YOUR INSTRUCTIONS
The line count for "edges" is all that is needed: say how many lines in the listing below contain it.

MATERIAL FOR THIS TASK
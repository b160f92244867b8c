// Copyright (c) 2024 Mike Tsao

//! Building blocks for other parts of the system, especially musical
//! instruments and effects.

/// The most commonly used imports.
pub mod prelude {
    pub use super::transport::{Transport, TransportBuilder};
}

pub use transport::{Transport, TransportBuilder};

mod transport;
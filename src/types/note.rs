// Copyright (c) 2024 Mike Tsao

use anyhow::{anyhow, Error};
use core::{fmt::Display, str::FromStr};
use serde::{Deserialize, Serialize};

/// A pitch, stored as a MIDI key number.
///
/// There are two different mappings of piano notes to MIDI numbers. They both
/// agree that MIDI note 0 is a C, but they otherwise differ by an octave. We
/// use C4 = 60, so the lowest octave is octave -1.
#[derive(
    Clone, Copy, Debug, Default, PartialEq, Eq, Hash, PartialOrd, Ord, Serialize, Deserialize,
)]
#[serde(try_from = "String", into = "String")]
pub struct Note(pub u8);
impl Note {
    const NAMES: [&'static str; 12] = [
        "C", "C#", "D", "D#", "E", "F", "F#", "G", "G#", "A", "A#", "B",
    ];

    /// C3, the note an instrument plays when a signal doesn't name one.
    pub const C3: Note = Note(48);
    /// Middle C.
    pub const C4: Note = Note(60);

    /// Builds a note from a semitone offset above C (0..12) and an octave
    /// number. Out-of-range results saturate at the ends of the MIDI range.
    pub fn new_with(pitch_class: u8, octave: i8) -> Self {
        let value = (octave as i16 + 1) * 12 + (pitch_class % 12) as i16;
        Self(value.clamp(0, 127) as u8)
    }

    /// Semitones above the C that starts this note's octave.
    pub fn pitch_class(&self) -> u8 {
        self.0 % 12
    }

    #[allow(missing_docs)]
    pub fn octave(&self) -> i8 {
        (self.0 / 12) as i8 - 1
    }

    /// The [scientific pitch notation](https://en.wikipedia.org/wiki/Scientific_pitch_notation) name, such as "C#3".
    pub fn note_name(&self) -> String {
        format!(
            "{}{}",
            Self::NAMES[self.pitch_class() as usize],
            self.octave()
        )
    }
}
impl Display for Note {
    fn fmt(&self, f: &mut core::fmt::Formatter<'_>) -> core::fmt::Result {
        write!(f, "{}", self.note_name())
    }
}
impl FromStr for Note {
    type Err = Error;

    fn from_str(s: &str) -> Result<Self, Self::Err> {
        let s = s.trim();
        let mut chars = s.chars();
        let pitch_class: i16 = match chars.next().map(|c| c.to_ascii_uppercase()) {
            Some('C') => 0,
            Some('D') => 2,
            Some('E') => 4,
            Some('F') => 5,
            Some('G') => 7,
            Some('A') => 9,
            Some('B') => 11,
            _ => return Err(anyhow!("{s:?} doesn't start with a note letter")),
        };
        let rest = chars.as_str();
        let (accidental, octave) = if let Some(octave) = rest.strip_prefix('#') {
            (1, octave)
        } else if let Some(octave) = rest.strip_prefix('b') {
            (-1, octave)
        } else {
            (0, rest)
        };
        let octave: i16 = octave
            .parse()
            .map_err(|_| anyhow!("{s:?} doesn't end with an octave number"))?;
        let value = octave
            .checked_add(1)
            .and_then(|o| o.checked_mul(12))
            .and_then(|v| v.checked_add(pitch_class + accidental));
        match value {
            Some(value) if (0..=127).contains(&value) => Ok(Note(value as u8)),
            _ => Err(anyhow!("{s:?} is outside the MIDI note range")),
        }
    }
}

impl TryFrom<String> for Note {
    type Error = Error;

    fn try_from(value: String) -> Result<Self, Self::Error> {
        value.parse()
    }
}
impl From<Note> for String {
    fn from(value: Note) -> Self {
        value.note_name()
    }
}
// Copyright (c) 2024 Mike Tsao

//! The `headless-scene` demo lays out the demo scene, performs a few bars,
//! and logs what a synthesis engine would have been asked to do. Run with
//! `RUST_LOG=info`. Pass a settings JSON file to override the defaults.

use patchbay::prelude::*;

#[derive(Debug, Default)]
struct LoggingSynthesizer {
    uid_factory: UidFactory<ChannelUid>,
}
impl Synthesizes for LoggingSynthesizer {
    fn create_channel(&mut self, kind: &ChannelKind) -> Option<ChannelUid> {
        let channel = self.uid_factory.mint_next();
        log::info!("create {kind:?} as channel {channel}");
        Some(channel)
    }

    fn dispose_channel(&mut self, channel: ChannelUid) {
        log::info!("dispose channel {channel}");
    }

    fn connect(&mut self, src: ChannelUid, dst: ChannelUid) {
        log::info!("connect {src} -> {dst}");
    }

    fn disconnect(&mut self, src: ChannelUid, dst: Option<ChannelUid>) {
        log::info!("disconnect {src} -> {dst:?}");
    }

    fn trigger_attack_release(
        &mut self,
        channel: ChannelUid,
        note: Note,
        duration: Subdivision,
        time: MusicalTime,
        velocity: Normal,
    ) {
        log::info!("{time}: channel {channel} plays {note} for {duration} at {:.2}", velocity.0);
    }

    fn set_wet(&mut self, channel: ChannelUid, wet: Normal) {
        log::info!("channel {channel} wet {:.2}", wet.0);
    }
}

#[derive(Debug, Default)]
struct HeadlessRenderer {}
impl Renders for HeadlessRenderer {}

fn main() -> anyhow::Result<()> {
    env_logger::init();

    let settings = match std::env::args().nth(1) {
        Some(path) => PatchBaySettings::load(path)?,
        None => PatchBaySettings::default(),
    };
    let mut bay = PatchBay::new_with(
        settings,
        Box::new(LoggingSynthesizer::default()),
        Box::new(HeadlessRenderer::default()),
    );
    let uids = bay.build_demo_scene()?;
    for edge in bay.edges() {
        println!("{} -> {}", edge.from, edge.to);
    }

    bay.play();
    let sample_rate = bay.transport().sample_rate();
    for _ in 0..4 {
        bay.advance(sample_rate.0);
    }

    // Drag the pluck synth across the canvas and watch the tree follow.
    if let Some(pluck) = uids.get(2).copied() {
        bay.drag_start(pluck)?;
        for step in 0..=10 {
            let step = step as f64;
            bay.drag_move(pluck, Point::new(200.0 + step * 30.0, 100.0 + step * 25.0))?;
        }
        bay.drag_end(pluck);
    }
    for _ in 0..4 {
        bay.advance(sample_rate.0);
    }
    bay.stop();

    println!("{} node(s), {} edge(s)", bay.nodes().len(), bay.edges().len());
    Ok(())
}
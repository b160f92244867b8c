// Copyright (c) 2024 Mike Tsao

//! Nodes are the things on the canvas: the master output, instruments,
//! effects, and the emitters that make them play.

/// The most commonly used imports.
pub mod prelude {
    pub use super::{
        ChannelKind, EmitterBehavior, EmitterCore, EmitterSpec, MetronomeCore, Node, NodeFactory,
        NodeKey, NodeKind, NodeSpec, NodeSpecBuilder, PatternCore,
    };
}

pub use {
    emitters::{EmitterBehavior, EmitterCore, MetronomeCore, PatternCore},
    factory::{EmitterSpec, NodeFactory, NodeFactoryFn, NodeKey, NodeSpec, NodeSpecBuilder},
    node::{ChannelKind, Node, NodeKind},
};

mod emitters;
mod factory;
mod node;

PROBLEM SOLUTION
2